My seven-year old daughter was recently diagnosed with CAPD in integration and decoding. We are at a public school that is three-years old, and no one at the school has ever been diagnosed with CAPD before. The speech teacher at the school insists that my daughter does not qualify for speech services because my daughter’s language scores on the TOLD-P:3 fell within normal range. The speech teacher says it is the resource teacher’s job to address the decoding issue. She also told me that I had my terminology mixed up and that CAPD was not the same as an auditory processing disorder. From everything I’ve read, she’s the one with the mix-up. The resource teacher, psychologist, classroom teacher and I all asked that she send the results of the CAPD testing to the district audiologist. She said she wasn’t going over her boss’ head (her boss told her that my daughter was not elegible for services). I told her that if she didn’t that I would and would also get a lot more people (like the principal and superintendent) involved. My daughter’s testing was done privately at the Medical University of South Carolina. The speech teacher told me that their recommendation of having speech-language therapy to address the decoding deficit was not a valid one because it was written for a clinical, not an educational environment.

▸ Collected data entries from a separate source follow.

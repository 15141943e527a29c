mod api;
mod autoplay;
mod browse;
mod browse_registry;
mod catalog;
mod command_controller;
mod config;
mod error;
mod events;
mod models;
mod openapi;
mod relay_transport;
mod render;
mod session_manager;
mod settings_store;
mod state;
mod subsonic;
mod transport;
#[cfg(test)]
mod test_support;

use std::path::PathBuf;
use std::sync::Arc;
use std::time::Duration;

use actix_web::{App, HttpServer, web, middleware::Logger};
use actix_web::dev::ServerHandle;
use anyhow::{Context, Result};
use clap::Parser;
use tracing_subscriber::EnvFilter;
use utoipa::OpenApi;
use utoipa_swagger_ui::SwaggerUi;

use crate::browse_registry::BrowseRegistry;
use crate::command_controller::CommandController;
use crate::events::EventBus;
use crate::relay_transport::RelayTransport;
use crate::session_manager::PlaybackSessionManager;
use crate::settings_store::{SettingsStore, spawn_settings_persister};
use crate::state::AppState;
use crate::subsonic::SubsonicClient;

const BROWSE_PURGE_INTERVAL: Duration = Duration::from_secs(60);

#[derive(Parser, Debug)]
#[command(name = "jukebox-hub")]
struct Args {
    /// HTTP bind address, e.g. 0.0.0.0:8090
    #[arg(long)]
    bind: Option<std::net::SocketAddr>,

    /// Server config file (TOML)
    #[arg(long)]
    config: Option<PathBuf>,
}

fn resolve_config_path(arg: Option<PathBuf>) -> Result<PathBuf> {
    if let Some(path) = arg {
        return Ok(path);
    }
    std::env::current_exe()
        .ok()
        .and_then(|path| path.parent().map(|dir| dir.join("config.toml")))
        .filter(|path| path.exists())
        .ok_or_else(|| anyhow::anyhow!("config file is required; use --config"))
}

fn spawn_browse_purger(controller: Arc<CommandController>) -> tokio::task::JoinHandle<()> {
    tokio::spawn(async move {
        let mut ticker = tokio::time::interval(BROWSE_PURGE_INTERVAL);
        loop {
            ticker.tick().await;
            let registry = controller.browse_registry();
            let purged = registry.purge_expired();
            if purged > 0 {
                tracing::debug!(purged, remaining = registry.len(), "purged expired browse surfaces");
            }
        }
    })
}

/// Ctrl-C handler: ask the server for a graceful stop so shutdown work after
/// `run()` still happens. Runs on the signal thread.
fn shutdown_on_signal(handle: ServerHandle) -> impl Fn() + Send + 'static {
    move || {
        tracing::info!("shutdown requested");
        // The stop command is sent eagerly; the returned future only awaits completion.
        let _ = handle.stop(true);
    }
}

#[actix_web::main]
async fn main() -> Result<()> {
    let args = Args::parse();

    tracing_subscriber::fmt()
        .with_env_filter(EnvFilter::try_from_default_env().unwrap_or_else(|_| {
            EnvFilter::new("info,actix_web=info,jukebox_hub=info")
        }))
        .init();

    let config_path = resolve_config_path(args.config)?;
    let cfg = config::ServerConfig::load(&config_path)?;
    let bind = match args.bind {
        Some(addr) => addr,
        None => config::bind_from_config(&cfg)?,
    };
    let settings_path = config::settings_path_from_config(&cfg, config_path.parent());
    let relays = config::relays_from_config(&cfg)?;
    tracing::info!(
        bind = %bind,
        config = %config_path.display(),
        settings = %settings_path.display(),
        subsonic = %cfg.subsonic.url,
        "starting jukebox-hub"
    );
    tracing::info!(
        count = relays.len(),
        communities = ?relays.iter().map(|r| r.community.0).collect::<Vec<_>>(),
        "loaded relays from config"
    );
    if relays.is_empty() {
        tracing::warn!("no configured relays; playback will be refused for every community");
    }

    let catalog = Arc::new(SubsonicClient::new(&cfg.subsonic)?);
    let transport = Arc::new(RelayTransport::new(&relays));
    let events = EventBus::new();

    let (sessions, session_rx) = PlaybackSessionManager::new(catalog.clone(), events.clone());
    let sessions = Arc::new(sessions);
    let store = Arc::new(SettingsStore::new(settings_path));
    match store.load() {
        Ok(records) => sessions.restore_settings(records),
        Err(err) => tracing::warn!(
            path = %store.path().display(),
            error = %err,
            "failed to load community settings; using defaults"
        ),
    }
    tokio::spawn(sessions.clone().run_events(session_rx));
    spawn_settings_persister(store.clone(), sessions.clone(), &events);

    let controller = Arc::new(CommandController::new(
        sessions.clone(),
        catalog,
        transport,
        BrowseRegistry::new(config::browse_ttl_from_config(&cfg)),
    ));
    spawn_browse_purger(controller.clone());

    let state = web::Data::new(AppState::new(controller, events));

    let server = HttpServer::new(move || {
        App::new()
            .app_data(state.clone())
            .wrap(Logger::default().exclude("/health").exclude("/events"))
            .service(
                SwaggerUi::new("/swagger-ui/{_:.*}")
                    .url("/api-doc/openapi.json", openapi::ApiDoc::openapi()),
            )
            .service(api::health::health)
            .service(api::play)
            .service(api::search)
            .service(api::stop)
            .service(api::queue)
            .service(api::queue_clear)
            .service(api::skip)
            .service(api::autoplay)
            .service(api::status)
            .service(api::browse_page)
            .service(api::browse_select)
            .service(api::browse_enqueue_all)
            .service(api::events_stream)
    })
    .bind(bind)?
    .disable_signals()
    .run();
    ctrlc::set_handler(shutdown_on_signal(server.handle())).context("install ctrl-c handler")?;
    server.await?;

    if let Err(err) = store.save_snapshot(&sessions).await {
        tracing::warn!(error = %err, "failed to save community settings at shutdown");
    }
    tracing::info!("jukebox-hub stopped");
    Ok(())
}
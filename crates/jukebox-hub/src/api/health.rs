use actix_web::{get, HttpResponse, Responder};
use serde::Serialize;
use utoipa::ToSchema;

#[derive(Serialize, ToSchema)]
pub struct HealthResponse {
    pub status: &'static str,
    pub version: &'static str,
    pub git_sha: &'static str,
    pub build_date: &'static str,
}

/// Basic health check for the chat gateway.
#[utoipa::path(
    get,
    path = "/health",
    responses(
        (status = 200, description = "Hub is healthy", body = HealthResponse)
    )
)]
#[get("/health")]
pub async fn health() -> impl Responder {
    HttpResponse::Ok().json(HealthResponse {
        status: "ok",
        version: env!("CARGO_PKG_VERSION"),
        git_sha: env!("GIT_SHA"),
        build_date: env!("BUILD_DATE"),
    })
}
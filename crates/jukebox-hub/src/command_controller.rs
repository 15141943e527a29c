//! User-facing command surface on top of the session manager and browse engine.
//!
//! Each command validates the requester, performs the queue or browse operation and
//! returns something for the chat layer to render.

use std::sync::Arc;

use serde::{Deserialize, Serialize};
use utoipa::ToSchema;

use jukebox_types::{Album, Artist, AutoplayMode, CatalogEntry, CommunityId, Track};

use crate::browse::{BrowseCaps, Direction, PagedBrowse};
use crate::browse_registry::{BrowseId, BrowseOwner, BrowseRegistry, BrowseSurface, SurfaceKind};
use crate::catalog::{CatalogClient, SearchWindow};
use crate::error::JukeboxError;
use crate::render::{self, Reply, SelectOption};
use crate::session_manager::{PlaybackSessionManager, StartOutcome};
use crate::transport::{AudioSink, AudioTransport};

/// Cover art edge length requested for reply thumbnails.
const THUMBNAIL_SIZE: u32 = 300;

/// The chat user issuing a command.
#[derive(Clone, Debug, Serialize, Deserialize, ToSchema)]
pub struct Requester {
    pub user_id: u64,
    pub display_name: String,
    /// Audio channel the user is currently in.
    #[serde(default)]
    pub audio_channel: Option<u64>,
}

/// Which kinds a search command returns.
#[derive(Clone, Copy, Debug, Default, PartialEq, Eq, Serialize, Deserialize, ToSchema)]
#[serde(rename_all = "snake_case")]
pub enum SearchKind {
    #[default]
    All,
    Track,
    Album,
    Artist,
}

impl SearchKind {
    fn caps(self) -> BrowseCaps {
        match self {
            SearchKind::All => BrowseCaps {
                artists: Some(2),
                albums: Some(3),
                tracks: None,
            },
            SearchKind::Track => BrowseCaps {
                artists: Some(0),
                albums: Some(0),
                tracks: None,
            },
            SearchKind::Album => BrowseCaps {
                artists: Some(0),
                albums: None,
                tracks: Some(0),
            },
            SearchKind::Artist => BrowseCaps {
                artists: None,
                albums: Some(0),
                tracks: Some(0),
            },
        }
    }

    fn header(self, query: &str) -> String {
        match self {
            SearchKind::All => format!("**Search Results:** {query}"),
            SearchKind::Track => format!("**Track Search:** {query}"),
            SearchKind::Album => format!("**Album Search:** {query}"),
            SearchKind::Artist => format!("**Artist Search:** {query}"),
        }
    }
}

/// A rendered browse surface.
#[derive(Clone, Debug, Serialize, Deserialize, ToSchema)]
pub struct BrowseView {
    pub browse_id: BrowseId,
    pub listing: Reply,
    pub options: Vec<SelectOption>,
    /// Page number for paginated searches.
    pub page: Option<usize>,
    /// True when the surface offers an "enqueue all" action.
    pub enqueue_all: bool,
}

/// What selecting an entry did.
#[derive(Clone, Debug, Serialize, Deserialize, ToSchema)]
#[serde(tag = "kind", rename_all = "snake_case")]
pub enum SelectOutcome {
    Enqueued { reply: Reply },
    Opened { view: BrowseView },
}

#[derive(Clone, Debug, Serialize, Deserialize, ToSchema)]
pub struct CommunityStatus {
    pub community: CommunityId,
    pub connected: bool,
    pub is_playing: bool,
    pub current_track: Option<Track>,
    pub queue_len: usize,
    pub autoplay_mode: AutoplayMode,
    pub reply: Reply,
}

enum EnqueueBatch {
    Album(Album, Vec<Track>),
    Albums(Vec<Album>),
}

pub struct CommandController {
    sessions: Arc<PlaybackSessionManager>,
    catalog: Arc<dyn CatalogClient>,
    transport: Arc<dyn AudioTransport>,
    browse: BrowseRegistry,
}

fn render_view(id: BrowseId, surface: &BrowseSurface) -> BrowseView {
    let entries = surface.entries();
    let (listing, page, enqueue_all) = match &surface.kind {
        SurfaceKind::Search(browse) => (
            render::listing(browse.header(), &entries, &render::page_footer(browse.page_number())),
            Some(browse.page_number()),
            false,
        ),
        SurfaceKind::Album { album, .. } => {
            (render::listing(&render::album_header(album), &entries, ""), None, true)
        }
        SurfaceKind::Artist { artist, .. } => {
            (render::listing(&render::artist_header(&artist.name), &entries, ""), None, true)
        }
    };
    BrowseView {
        browse_id: id,
        options: render::selection_options(&entries),
        listing,
        page,
        enqueue_all,
    }
}
//! Autoplay policy: what to enqueue when a community's queue runs dry.
//!
//! One upstream query per exhaustion event (plus a single random fallback for
//! `Similar`); an empty answer means "no candidates" and playback goes quiet.

use std::collections::HashSet;

use jukebox_types::{AutoplayMode, Track};

use crate::catalog::{CatalogClient, RandomFilter};

const SIMILAR_COUNT: usize = 50;

/// Candidate tracks for `mode`, seeded by the track that just finished.
///
/// `seen` holds ids that should not be picked again (recent history and queue).
pub async fn next_candidates(
    catalog: &dyn CatalogClient,
    mode: AutoplayMode,
    last_played: Option<&Track>,
    seen: &HashSet<&str>,
) -> Vec<Track> {
    match mode {
        AutoplayMode::None => Vec::new(),
        AutoplayMode::Random => random_candidate(catalog).await,
        AutoplayMode::Similar => {
            if let Some(seed) = last_played {
                let similar = catalog.similar_tracks(&seed.id, SIMILAR_COUNT).await;
                if let Some(track) = similar.into_iter().find(|t| !seen.contains(t.id.as_str())) {
                    return vec![track];
                }
                tracing::debug!(seed = %seed.id, "no unseen similar tracks; falling back to random");
            }
            random_candidate(catalog).await
        }
    }
}

async fn random_candidate(catalog: &dyn CatalogClient) -> Vec<Track> {
    catalog
        .random_tracks(RandomFilter::single())
        .await
        .into_iter()
        .take(1)
        .collect()
}

#[cfg(test)]
mod tests {
    use super::*;
    use crate::test_support::{FakeCatalog, track};

    #[tokio::test]
    async fn none_never_queries() {
        let catalog = FakeCatalog::default();
        let out = next_candidates(&catalog, AutoplayMode::None, Some(&track("a")), &HashSet::new()).await;
        assert!(out.is_empty());
        assert!(catalog.calls().is_empty());
    }

    #[tokio::test]
    async fn random_takes_a_single_track() {
        let catalog = FakeCatalog::default();
        catalog.push_random(vec![track("r1"), track("r2")]);
        let out = next_candidates(&catalog, AutoplayMode::Random, None, &HashSet::new()).await;
        assert_eq!(out, vec![track("r1")]);
    }

    #[tokio::test]
    async fn similar_skips_seen_tracks() {
        let catalog = FakeCatalog::default();
        catalog.set_similar("seed", vec![track("seed"), track("s1"), track("s2")]);
        let seen: HashSet<&str> = ["seed"].into_iter().collect();
        let out = next_candidates(&catalog, AutoplayMode::Similar, Some(&track("seed")), &seen).await;
        assert_eq!(out, vec![track("s1")]);
        assert_eq!(catalog.calls(), vec!["similar:seed".to_string()]);
    }

    #[tokio::test]
    async fn similar_falls_back_to_random_once() {
        let catalog = FakeCatalog::default();
        catalog.push_random(vec![track("r1")]);
        let out = next_candidates(&catalog, AutoplayMode::Similar, Some(&track("seed")), &HashSet::new()).await;
        assert_eq!(out, vec![track("r1")]);
        assert_eq!(catalog.calls(), vec!["similar:seed".to_string(), "random".to_string()]);
    }

    #[tokio::test]
    async fn similar_reports_no_candidates_when_everything_is_empty() {
        let catalog = FakeCatalog::default();
        let out = next_candidates(&catalog, AutoplayMode::Similar, Some(&track("seed")), &HashSet::new()).await;
        assert!(out.is_empty());
        assert_eq!(catalog.calls().len(), 2);
    }
}
//! Catalog client abstraction.
//!
//! The media server is consumed through this trait so the session manager and the
//! browse engine can be driven by fakes in tests. Implementations absorb their own
//! failures: an unreachable server or a timeout reads as an empty result.

use async_trait::async_trait;

use jukebox_types::{Album, CatalogEntry, Track};

/// Per-kind requested counts and offsets for a single search call.
#[derive(Clone, Copy, Debug, Default, PartialEq, Eq)]
pub struct SearchWindow {
    pub artist_count: usize,
    pub artist_offset: usize,
    pub album_count: usize,
    pub album_offset: usize,
    pub track_count: usize,
    pub track_offset: usize,
}

impl SearchWindow {
    /// Window that only asks for the first `count` tracks.
    pub fn tracks_only(count: usize) -> Self {
        Self {
            track_count: count,
            ..Self::default()
        }
    }
}

/// Optional filters for random track requests.
#[derive(Clone, Debug, Default, PartialEq, Eq)]
pub struct RandomFilter {
    pub size: Option<usize>,
    pub genre: Option<String>,
    pub from_year: Option<u32>,
    pub to_year: Option<u32>,
    pub music_folder_id: Option<String>,
}

impl RandomFilter {
    pub fn single() -> Self {
        Self {
            size: Some(1),
            ..Self::default()
        }
    }
}

/// Opaque locator handed to the audio transport.
#[derive(Clone, Debug, PartialEq, Eq)]
pub struct StreamLocator(pub String);

impl StreamLocator {
    pub fn as_str(&self) -> &str {
        &self.0
    }
}

#[async_trait]
pub trait CatalogClient: Send + Sync {
    /// Full-text search. Results are ordered artists, then albums, then tracks.
    async fn search(&self, query: &str, window: SearchWindow) -> Vec<CatalogEntry>;
    async fn random_tracks(&self, filter: RandomFilter) -> Vec<Track>;
    async fn similar_tracks(&self, track_id: &str, count: usize) -> Vec<Track>;
    async fn album_tracks(&self, album_id: &str) -> Vec<Track>;
    async fn artist_albums(&self, artist_id: &str) -> Vec<Album>;
    /// Build the stream locator for a track. Never touches the network.
    fn stream_locator(&self, track_id: &str) -> StreamLocator;
    /// URL for a cover art image, if the entry has one.
    fn cover_art_url(&self, cover_id: &str, size: u32) -> Option<String>;
}
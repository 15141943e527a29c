//! Server-sent event stream of hub events.

use std::collections::VecDeque;
use std::time::Instant;

use actix_web::http::header;
use actix_web::web::Bytes;
use actix_web::{get, web, Error, HttpResponse, Responder};
use futures_util::stream::unfold;
use serde::Deserialize;
use tokio::sync::broadcast;
use tokio::sync::broadcast::error::RecvError;
use tokio::time::{Duration, Interval, MissedTickBehavior};
use utoipa::IntoParams;

use jukebox_types::CommunityId;

use crate::events::HubEvent;
use crate::state::AppState;

const PING_INTERVAL: Duration = Duration::from_secs(15);

#[derive(Debug, Deserialize, IntoParams)]
#[into_params(parameter_in = Query)]
pub struct EventsQuery {
    /// Only forward events for this community.
    pub community: Option<u64>,
}

struct EventStreamState {
    receiver: broadcast::Receiver<HubEvent>,
    community: Option<CommunityId>,
    interval: Interval,
    pending: VecDeque<Bytes>,
    last_ping: Instant,
}

fn sse_event(event: &str, data: &str) -> Bytes {
    let mut payload = format!("event: {event}\n");
    for line in data.lines() {
        payload.push_str("data: ");
        payload.push_str(line);
        payload.push('\n');
    }
    payload.push('\n');
    Bytes::from(payload)
}

fn event_community(event: &HubEvent) -> CommunityId {
    match event {
        HubEvent::QueueChanged { community }
        | HubEvent::NowPlaying { community, .. }
        | HubEvent::PlaybackEnded { community }
        | HubEvent::AutoplayChanged { community, .. } => *community,
    }
}

#[utoipa::path(
    get,
    path = "/events",
    params(EventsQuery),
    responses(
        (status = 200, description = "Hub event stream (text/event-stream)")
    )
)]
#[get("/events")]
/// Stream queue, playback and autoplay changes via server-sent events.
pub async fn events_stream(state: web::Data<AppState>, query: web::Query<EventsQuery>) -> impl Responder {
    let mut interval = tokio::time::interval(PING_INTERVAL);
    interval.set_missed_tick_behavior(MissedTickBehavior::Skip);
    let mut pending = VecDeque::new();
    pending.push_back(Bytes::from(": connected\n\n"));

    let stream = unfold(
        EventStreamState {
            receiver: state.events.subscribe(),
            community: query.community.map(CommunityId),
            interval,
            pending,
            last_ping: Instant::now(),
        },
        |mut ctx| async move {
            loop {
                if let Some(bytes) = ctx.pending.pop_front() {
                    return Some((Ok::<Bytes, Error>(bytes), ctx));
                }
                tokio::select! {
                    _ = ctx.interval.tick() => {
                        if ctx.last_ping.elapsed() >= PING_INTERVAL {
                            ctx.last_ping = Instant::now();
                            ctx.pending.push_back(Bytes::from(": ping\n\n"));
                        }
                    }
                    result = ctx.receiver.recv() => match result {
                        Ok(event) => {
                            if ctx.community.is_some_and(|c| c != event_community(&event)) {
                                continue;
                            }
                            let json = serde_json::to_string(&event).unwrap_or_else(|_| "null".to_string());
                            ctx.pending.push_back(sse_event(event.name(), &json));
                        }
                        Err(RecvError::Lagged(skipped)) => {
                            tracing::debug!(skipped, "event stream lagged");
                            ctx.pending.push_back(sse_event("lagged", &skipped.to_string()));
                        }
                        Err(RecvError::Closed) => return None,
                    },
                }
            }
        },
    );

    HttpResponse::Ok()
        .insert_header((header::CONTENT_TYPE, "text/event-stream"))
        .insert_header((header::CACHE_CONTROL, "no-cache"))
        .insert_header((header::CONNECTION, "keep-alive"))
        .streaming(stream)
}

Shouldn’t the speech teacher be addressing the decoding defecit and the resource teacher addressing the reading issues my daughter’s having? What are some of the services that other children with CAPD recieving in the public schools? We are meeting after the holidays to make an IEP plan. Does anyone have any suggestions as to what I should have included? Sorry for the long diatribe, I am really overwhelmed by all of this.
Meaghan
this SLP sounds like she's from the old school
I remember when an SLP told me that she didn’t teach phonology, she only taught articulation and it was the teacher’s job to teach phonology. Her credential was 30 years old..LOL I told her you are behind the times, because the newer SLP’s teach phonology and if the teacher can’t do it you should, thank heavens she ended up retiring that year. What I would suggest is getting a FM System for your daughter to help her with her auditory processing, try Earobics at home and get a copy of Reading Reflex and start doing some of the exercises with her at home.
Perhaps it would be a good idea to put your efforts into finding a private reading tutor to help her with decoding, instead of spinning your wheels fighting with the district and the clueless SLP.
Re: this SLP sounds like she's from the old school
I totally agree with Pattim and I would get a tutor but make your school district pay for it. I had to fight for it but they are now paying, they don’t make it easy though. Good Luck Liz
My son’s district doesn’t recognize CAPD either. He is classified as having a specific language disability and gets resource services on that basis. He gets speech services based on the results of CLEF and PAT. We have had auditory processing IEP goals as part of both resource room and speech.
Basically, you need to have the school or some private testing document the educational impact of CAPD. They are viewing CAPD as a medical disorder which is none of their concern.
CAPD—stands for Central auditory processing disorder. I understand that the latest terminology drops off the central part.